> [DATA SHOWN]:
::::
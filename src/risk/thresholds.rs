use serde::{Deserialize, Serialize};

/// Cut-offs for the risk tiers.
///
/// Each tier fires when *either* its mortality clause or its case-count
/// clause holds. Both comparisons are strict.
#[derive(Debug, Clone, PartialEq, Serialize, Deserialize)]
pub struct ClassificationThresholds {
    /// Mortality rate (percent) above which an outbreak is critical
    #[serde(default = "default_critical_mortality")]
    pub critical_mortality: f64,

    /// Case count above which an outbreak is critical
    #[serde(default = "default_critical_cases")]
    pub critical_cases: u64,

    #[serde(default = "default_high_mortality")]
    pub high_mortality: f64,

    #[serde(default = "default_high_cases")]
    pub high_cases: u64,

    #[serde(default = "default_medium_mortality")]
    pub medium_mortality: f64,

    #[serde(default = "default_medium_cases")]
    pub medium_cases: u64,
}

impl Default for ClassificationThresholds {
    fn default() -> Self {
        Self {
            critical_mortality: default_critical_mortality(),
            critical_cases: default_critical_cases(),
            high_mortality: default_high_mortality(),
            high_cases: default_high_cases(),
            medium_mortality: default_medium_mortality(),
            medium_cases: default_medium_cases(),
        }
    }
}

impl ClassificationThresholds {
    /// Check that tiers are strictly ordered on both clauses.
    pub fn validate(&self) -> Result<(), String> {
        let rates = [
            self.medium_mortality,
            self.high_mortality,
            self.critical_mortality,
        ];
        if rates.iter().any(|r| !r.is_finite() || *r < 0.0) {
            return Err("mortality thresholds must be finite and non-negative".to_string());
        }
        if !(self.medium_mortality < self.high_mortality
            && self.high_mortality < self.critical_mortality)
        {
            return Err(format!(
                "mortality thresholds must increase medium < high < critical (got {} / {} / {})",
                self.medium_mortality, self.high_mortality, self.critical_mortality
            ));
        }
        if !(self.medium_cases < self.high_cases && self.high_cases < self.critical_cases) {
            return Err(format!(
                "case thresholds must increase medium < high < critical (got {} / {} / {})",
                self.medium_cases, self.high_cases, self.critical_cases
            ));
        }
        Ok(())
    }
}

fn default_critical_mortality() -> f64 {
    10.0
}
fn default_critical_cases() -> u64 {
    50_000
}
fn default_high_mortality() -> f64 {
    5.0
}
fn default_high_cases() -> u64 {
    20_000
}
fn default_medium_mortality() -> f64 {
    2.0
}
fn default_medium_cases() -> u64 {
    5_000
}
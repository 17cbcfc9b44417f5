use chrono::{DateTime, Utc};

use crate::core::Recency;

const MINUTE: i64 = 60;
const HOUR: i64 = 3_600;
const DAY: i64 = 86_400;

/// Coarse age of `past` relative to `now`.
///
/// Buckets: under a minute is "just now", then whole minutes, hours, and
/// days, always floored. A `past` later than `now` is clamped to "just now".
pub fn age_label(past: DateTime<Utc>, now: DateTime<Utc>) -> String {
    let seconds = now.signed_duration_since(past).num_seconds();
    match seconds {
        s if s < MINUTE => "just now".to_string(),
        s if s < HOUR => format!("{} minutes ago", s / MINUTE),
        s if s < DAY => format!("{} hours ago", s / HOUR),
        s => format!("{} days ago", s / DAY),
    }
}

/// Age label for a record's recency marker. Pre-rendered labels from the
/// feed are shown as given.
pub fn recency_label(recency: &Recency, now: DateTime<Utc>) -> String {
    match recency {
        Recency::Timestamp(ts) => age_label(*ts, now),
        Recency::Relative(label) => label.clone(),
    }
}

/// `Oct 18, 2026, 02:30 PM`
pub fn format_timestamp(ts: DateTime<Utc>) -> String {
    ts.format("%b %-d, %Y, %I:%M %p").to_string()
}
::::
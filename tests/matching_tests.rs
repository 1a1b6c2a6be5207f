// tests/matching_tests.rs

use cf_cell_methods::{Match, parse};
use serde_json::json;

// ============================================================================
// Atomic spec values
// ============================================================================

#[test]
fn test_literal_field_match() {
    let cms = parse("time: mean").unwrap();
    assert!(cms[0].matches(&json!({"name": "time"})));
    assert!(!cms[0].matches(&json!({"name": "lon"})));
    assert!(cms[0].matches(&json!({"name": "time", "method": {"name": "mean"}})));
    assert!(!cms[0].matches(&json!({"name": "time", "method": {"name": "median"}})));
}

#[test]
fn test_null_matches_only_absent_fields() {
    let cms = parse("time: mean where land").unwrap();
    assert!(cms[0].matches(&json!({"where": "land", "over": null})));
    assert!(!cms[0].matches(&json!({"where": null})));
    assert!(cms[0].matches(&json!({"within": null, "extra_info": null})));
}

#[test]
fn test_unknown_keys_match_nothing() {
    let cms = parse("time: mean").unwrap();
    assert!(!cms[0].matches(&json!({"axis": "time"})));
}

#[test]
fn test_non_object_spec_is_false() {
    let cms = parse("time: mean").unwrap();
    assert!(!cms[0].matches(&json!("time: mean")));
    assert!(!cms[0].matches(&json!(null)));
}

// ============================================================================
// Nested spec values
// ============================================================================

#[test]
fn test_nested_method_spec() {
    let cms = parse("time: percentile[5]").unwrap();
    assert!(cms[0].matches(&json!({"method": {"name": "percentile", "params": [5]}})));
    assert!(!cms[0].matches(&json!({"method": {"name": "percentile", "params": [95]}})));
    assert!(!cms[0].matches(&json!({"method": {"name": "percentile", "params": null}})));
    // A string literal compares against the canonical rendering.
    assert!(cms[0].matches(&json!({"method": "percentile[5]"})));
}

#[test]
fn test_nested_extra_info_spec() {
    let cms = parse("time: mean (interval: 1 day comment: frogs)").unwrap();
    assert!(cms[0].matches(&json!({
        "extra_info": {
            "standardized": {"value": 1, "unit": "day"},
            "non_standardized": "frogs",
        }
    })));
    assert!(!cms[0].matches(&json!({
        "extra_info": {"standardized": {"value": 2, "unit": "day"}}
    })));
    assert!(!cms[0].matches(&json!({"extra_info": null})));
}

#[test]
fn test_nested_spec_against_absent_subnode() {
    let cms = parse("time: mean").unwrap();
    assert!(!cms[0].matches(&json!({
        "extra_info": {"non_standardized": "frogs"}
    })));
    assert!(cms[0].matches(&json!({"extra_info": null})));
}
::::
> [WORK TO BE COMPLETED]:
Wherever the line holding "fn default_medium_mortality() ->" falls in the entries above, copy exactly from it through the line holding "pub fn age_label(past: DateTime<Utc>, now: DateTime<Utc>)", inclusive, and add nothing.

> [TASK OUTPUT]:
fn default_medium_mortality() -> f64 {
    2.0
}
fn default_medium_cases() -> u64 {
    5_000
}
repository 17cbcfc9b44417f5
use chrono::{DateTime, Utc};

use crate::core::Recency;

const MINUTE: i64 = 60;
const HOUR: i64 = 3_600;
const DAY: i64 = 86_400;

/// Coarse age of `past` relative to `now`.
///
/// Buckets: under a minute is "just now", then whole minutes, hours, and
/// days, always floored. A `past` later than `now` is clamped to "just now".
pub fn age_label(past: DateTime<Utc>, now: DateTime<Utc>) -> String {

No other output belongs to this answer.